The men, apart from the house Sam and Tom, were disappointing, and that includes the erratic conductor, Alberto Hold-Garrido. A useful but hardly poetic Riccardo, Giorgio Cascarri, simply stood and delivered, though at least all the top notes were totally secure; Hannu Niemala's Renato had the right Verdi-baritone colour but belted, rarely phrased.
It was worth seeing, though, for the revelation of Chilean mezzo Isabel Vera, one-time Cardiff finalist and born to play Ulrica, Amneris, Azucena and Eboli.
Also very much the real Verdian thing is our Claire Rutter. She was pretty good when I saw her as Amelia in Bieito's diminishing-returns shock Masked Ball at the Coli. Now she has an absolutely secure spinto technique, ringing top and artistry with melismas, messa di voces, you name it. She didn't look great in power suits, it has to be said, and like the other singers was more or less left to her own devices, but the rapturous ovation she richly deserved shows that this isn't the famed Britcentricity so derided by La Cieca on Parterre (and it was good to hear her singing in Italian). Wouldn't mind hearing her as Brunnhilde in due time. Here she is in the 'Truth Time' section of 'Il Nido d'amore' with Niemala's Renato:
Anyway, the aria and duet in Act 2 caught fire, which was quite enough. And I'd already had my vision when charming press officer Heidi Almi took me to see a children's opera performed before parents and friends. I know from the Savonlinna premiere of Markus Fagerudd's Seven Dog Brothers how seriously Finns take these more-than-merely-educational projects. Auringonkukat (Sunflowers), composed by the prolific Atso Almila and led by repetiteur Kari Hänninen at the piano, used the life of Vincent Van Gogh to involve the children not just in some very hard to memorise, sometimes rhythmically complex choruses but also in issues around art and mental health.

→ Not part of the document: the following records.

//! Precision-boundary insertion.
//!
//! One walk over program order once every node has its final mode. Each
//! operand edge is compared against what its consumer expects and, when
//! the two disagree, an explicit conversion node is spliced in right after
//! the producer. Conversions already hanging off the same value are reused
//! when they produce exactly the needed representation.

mod fixups;


pub use fixups::{elide_input_casts, forward_reshape_types, set_relu_limits};

use qlower_core::{
    ElementKind, Graph, Mode, NodeId, Op, OpKind, Representation, TensorType, ValueId,
};
use tracing::{debug, info};

use crate::lower::{implied_range, quantize_int4, quantize_range};
use crate::{Error, LoweringContext, Result};

#[derive(Debug, Clone, Default, PartialEq, Eq)]
pub struct InsertStats {
    pub inserted: usize,
    pub reused: usize,
    pub inputs_retyped: usize,
}

#[derive(Debug, Clone, Copy, PartialEq, Eq)]
pub enum Conversion {
    /// Float to float of another width.
    Cast,
    Quantize,
    Dequantize,
}

/// What a consumer expects on one operand.
#[derive(Debug, Clone, Copy, PartialEq, Eq)]
pub(crate) enum Expect {
    /// Any quantized representation; `f8` selects the narrow-float domain.
    Quantized { f8: bool },
    Float(ElementKind),
}

pub fn run(graph: &mut Graph, ctx: &LoweringContext) -> Result<InsertStats> {
    let mut stats = InsertStats::default();
    if !ctx.config.chip.is_cv18xx() {
        stats.inputs_retyped = retype_inputs(graph);
    }

    let snapshot: Vec<NodeId> = graph.order().to_vec();
    for id in snapshot {
        if !graph.is_live(id) {
            continue;
        }
        let kind = graph.kind(id);
        let node = graph.node(id);
        if (kind.is_leaf() && kind != OpKind::Return) || node.conversion || node.inner_requant {
            continue;
        }

        for operand in 0..graph.inputs(id).len() {
            let value = graph.input(id, operand);
            if is_exempt(graph, value) {
                continue;
            }
            let Some(expect) = expectation(graph, id, operand) else {
                continue;
            };
            let Some((conversion, target)) = plan(graph, ctx, value, expect)? else {
                continue;
            };
            let converted = materialize(graph, ctx, value, id, conversion, target, &mut stats);
            graph.set_operand(id, operand, converted);
        }
    }

    info!(
        inserted = stats.inserted,
        reused = stats.reused,
        inputs = stats.inputs_retyped,
        "conversions inserted"
    );
    Ok(stats)
}

/// Operands traced back to weights (through reshapes) or None placeholders.
pub(crate) fn is_exempt(graph: &Graph, value: ValueId) -> bool {
    let mut current = value;
    loop {
        match graph.producer_kind(current) {
            OpKind::None | OpKind::Weight => return true,
            OpKind::Reshape => current = graph.input(graph.producer(current), 0),
            _ => return false,
        }
    }
}

/// Expected representation class for `operand` of `node`, or `None` when
/// the operand is never converted.
pub(crate) fn expectation(graph: &Graph, node: NodeId, operand: usize) -> Option<Expect> {
    let kind = graph.kind(node);
    let skip = match kind {
        OpKind::Where | OpKind::MaskedFill => operand == 0,
        OpKind::GatherElements => operand >= 1,
        OpKind::ScatterElements => operand == 1 || operand == 3,
        OpKind::ScatterNd => operand == 1,
        _ => false,
    };
    if skip {
        return None;
    }

    if kind == OpKind::Return {
        let value = graph.input(node, operand);
        let src = graph.repr(value);
        let storage = src.storage();
        let eligible = src.is_quantized()
            || matches!(storage, ElementKind::F16 | ElementKind::Bf16)
            || storage.is_f8()
            || (storage == ElementKind::F32 && src.is_calibrated());
        if !eligible {
            return None;
        }
        let declared = *graph.result_kinds().get(operand)?;
        return Some(if declared.is_float() {
            Expect::Float(declared)
        } else {
            Expect::Quantized { f8: false }
        });
    }

    // Arg indices carry no precision; the values output does.
    let reference = match kind {
        OpKind::Arg => *graph.outputs(node).get(1)?,
        _ => *graph.outputs(node).first()?,
    };
    let repr = graph.repr(reference);
    if repr.is_quantized() {
        Some(Expect::Quantized {
            f8: repr.storage() == ElementKind::F8e4m3,
        })
    } else if repr.storage().is_float() {
        Some(Expect::Float(repr.storage()))
    } else {
        None
    }
}

/// Whether `src` must be converted to satisfy `expect`. Quantized values
/// feeding quantized consumers of the same domain are rescaled inside the
/// consumer; crossing between integer and narrow-float storage is not.
pub(crate) fn needs_conversion(src: &Representation, expect: Expect) -> bool {
    let storage = src.storage();
    match expect {
        Expect::Float(elem) => src.is_quantized() || (storage.is_float() && storage != elem),
        Expect::Quantized { f8 } if src.is_quantized() => (storage == ElementKind::F8e4m3) != f8,
        Expect::Quantized { .. } => storage.is_float(),
    }
}

fn plan(
    graph: &Graph,
    ctx: &LoweringContext,
    value: ValueId,
    expect: Expect,
) -> Result<Option<(Conversion, Representation)>> {
    let src = graph.repr(value);
    if !needs_conversion(&src, expect) {
        return Ok(None);
    }
    let planned = match expect {
        Expect::Float(elem) if src.is_quantized() => {
            (Conversion::Dequantize, Representation::plain(elem))
        }
        Expect::Float(elem) => (Conversion::Cast, src.retyped(elem)),
        Expect::Quantized { f8 } => {
            let Some(range) = src.range().or_else(|| implied_range(&src)) else {
                return Err(Error::QuantizeUncalibrated {
                    node: graph.node_name(graph.producer(value)).to_owned(),
                });
            };
            let asymmetric = ctx.config.asymmetric;
            let target = if f8 {
                quantize_range(range, Mode::F8e4m3, false)
            } else if feeds_only_int4(graph, ctx, value) {
                quantize_int4(range, asymmetric)
            } else {
                let mode = match ctx.config.mode {
                    Mode::Uint8 => Mode::Uint8,
                    _ => Mode::Int8,
                };
                quantize_range(range, mode, asymmetric)
            };
            (Conversion::Quantize, target)
        }
    };
    Ok(Some(planned))
}

/// Global INT4 and every consumer is a matmul or a non-depthwise conv.
fn feeds_only_int4(graph: &Graph, ctx: &LoweringContext, value: ValueId) -> bool {
    if ctx.config.mode != Mode::Int4 {
        return false;
    }
    let users = graph.users(value);
    !users.is_empty()
        && users.iter().all(|&user| match graph.kind(user) {
            OpKind::MatMul => true,
            OpKind::Conv2d => !is_depthwise(graph, user),
            _ => false,
        })
}

pub(crate) fn is_depthwise(graph: &Graph, conv: NodeId) -> bool {
    let Op::Conv2d { groups, .. } = graph.node(conv).op else {
        return false;
    };
    let Some(&filter) = graph.inputs(conv).get(1) else {
        return false;
    };
    let shape = graph.shape(filter);
    groups > 1 && shape.len() >= 2 && shape[0] == groups && shape[1] == 1
}

fn materialize(
    graph: &mut Graph,
    ctx: &LoweringContext,
    value: ValueId,
    consumer: NodeId,
    conversion: Conversion,
    target: Representation,
    stats: &mut InsertStats,
) -> ValueId {
    let existing = graph.users(value).into_iter().find(|&user| {
        graph.node(user).conversion && graph.repr(graph.output(user, 0)) == target
    });
    if let Some(user) = existing {
        stats.reused += 1;
        return graph.output(user, 0);
    }

    let producer = graph.producer(value);
    let src = graph.repr(value);
    let mut base = graph.node_name(producer).to_owned();
    if graph.kind(consumer) != OpKind::Return {
        base = format!("{base}_{}", graph.node_name(consumer));
    }

    let (name, op) = match (conversion, &src, &target) {
        (
            Conversion::Dequantize,
            Representation::Quantized {
                storage: ElementKind::F8e4m3,
                scale,
                ..
            },
            _,
        ) => (
            format!("{base}_{}_dequant", target.storage()),
            Op::MulConst {
                const_val: *scale,
                do_relu: false,
            },
        ),
        (
            Conversion::Quantize,
            _,
            Representation::Quantized {
                storage: ElementKind::F8e4m3,
                scale,
                ..
            },
        ) => {
            (
                format!("{base}_requant"),
                Op::RequantFp {
                    scale: 1.0 / scale,
                },
            )
        }
        (Conversion::Quantize, _, Representation::Quantized { scale, .. })
            if ctx.config.chip.is_cv18xx() && graph.kind(producer) == OpKind::Input =>
        {
            (
                format!("{base}_{}", target.storage()),
                Op::CpuQuant {
                    scale: 1.0 / scale,
                },
            )
        }
        _ => (format!("{base}_{}", target.storage()), Op::Cast),
    };

    let shape = graph.shape(value).to_vec();
    let id = graph.insert_after(producer, name, op, &[value], vec![TensorType::new(shape, target)]);
    let mode = graph.node(consumer).mode;
    let node = graph.node_mut(id);
    node.conversion = true;
    node.lowered = true;
    node.mode = mode;
    stats.inserted += 1;
    debug!(
        conversion = ?conversion,
        node = graph.node_name(id),
        %target,
        "conversion inserted"
    );
    graph.output(id, 0)
}

/// Inputs whose lowered storage differs from the host kind are handed the
/// host kind back, with a conversion to the old representation for their
/// former readers.
fn retype_inputs(graph: &mut Graph) -> usize {
    let inputs: Vec<NodeId> = graph
        .order()
        .iter()
        .copied()
        .filter(|&id| graph.kind(id) == OpKind::Input)
        .collect();

    let mut retyped = 0;
    for id in inputs {
        let Op::Input { host } = graph.node(id).op else {
            continue;
        };
        let out = graph.output(id, 0);
        let old = graph.repr(out);
        if old.storage() == host {
            continue;
        }
        graph.set_repr(out, Representation::plain(host));
        let name = format!("{}_{}", graph.node_name(id), old.storage());
        let shape = graph.shape(out).to_vec();
        let cast = graph.insert_after(id, name, Op::Cast, &[out], vec![TensorType::new(shape, old)]);
        let node = graph.node_mut(cast);
        node.conversion = true;
        node.lowered = true;
        let converted = graph.output(cast, 0);
        graph.replace_all_uses_except(out, converted, cast);
        debug!(input = graph.node_name(id), %host, "input retyped to host kind");
        retyped += 1;
    }
    retyped
}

It was all very responsible, unpatronising and musically memorable. I couldn't understand much of the Finnish, to say the least, but I did grasp that the children dressed in capes with Van Gogh's night picture on them played not only disapproving forces of society but also Vincent's dark side, repeating a haunting ostinato as he sinks in to depression. The ending, too, was far from blandly celebratory. The three adult singers involved proved immensely sympathetic, though I reckoned the Vincent in the cast I saw, Ville Salonen, was probably a baritone rather than a tenor. Company member Olli Tuovinen, playing Theo Van Gogh, had one of those Finnish oaky voices we all know and admire so much - surely he'll make an excellent Renato in time. Here he is with the other Vincent, Tero Harjuniemi (also pictured above), and the kids.
Finally, no visit to the Finnish Opera would be complete without an interval mustaherukkaleivos or blackcurrant pastry (if you think that's a mouthful - and of course it is, in reality - I reeled at a 27-letter Finnish word in the leader of a newspaper the man in front of me was reading on the plane. Which beats my favourite, the Russian for highly-qualified, which is viisokiqvalifikatsirovaniye).
My good friend Anneli, holding one of these sinful creations above in the first interval of Ballo, says she can't find them outside the hallowed sanctum of the opera house. A weird Google translation tells me that the mustaherukkaleivos consists of 'mustaherukkainen cream pastry, which tastes like lemon humidification' with 'blackcurrent jelly cakes on the surface'. Never mind, it tastes wonderful.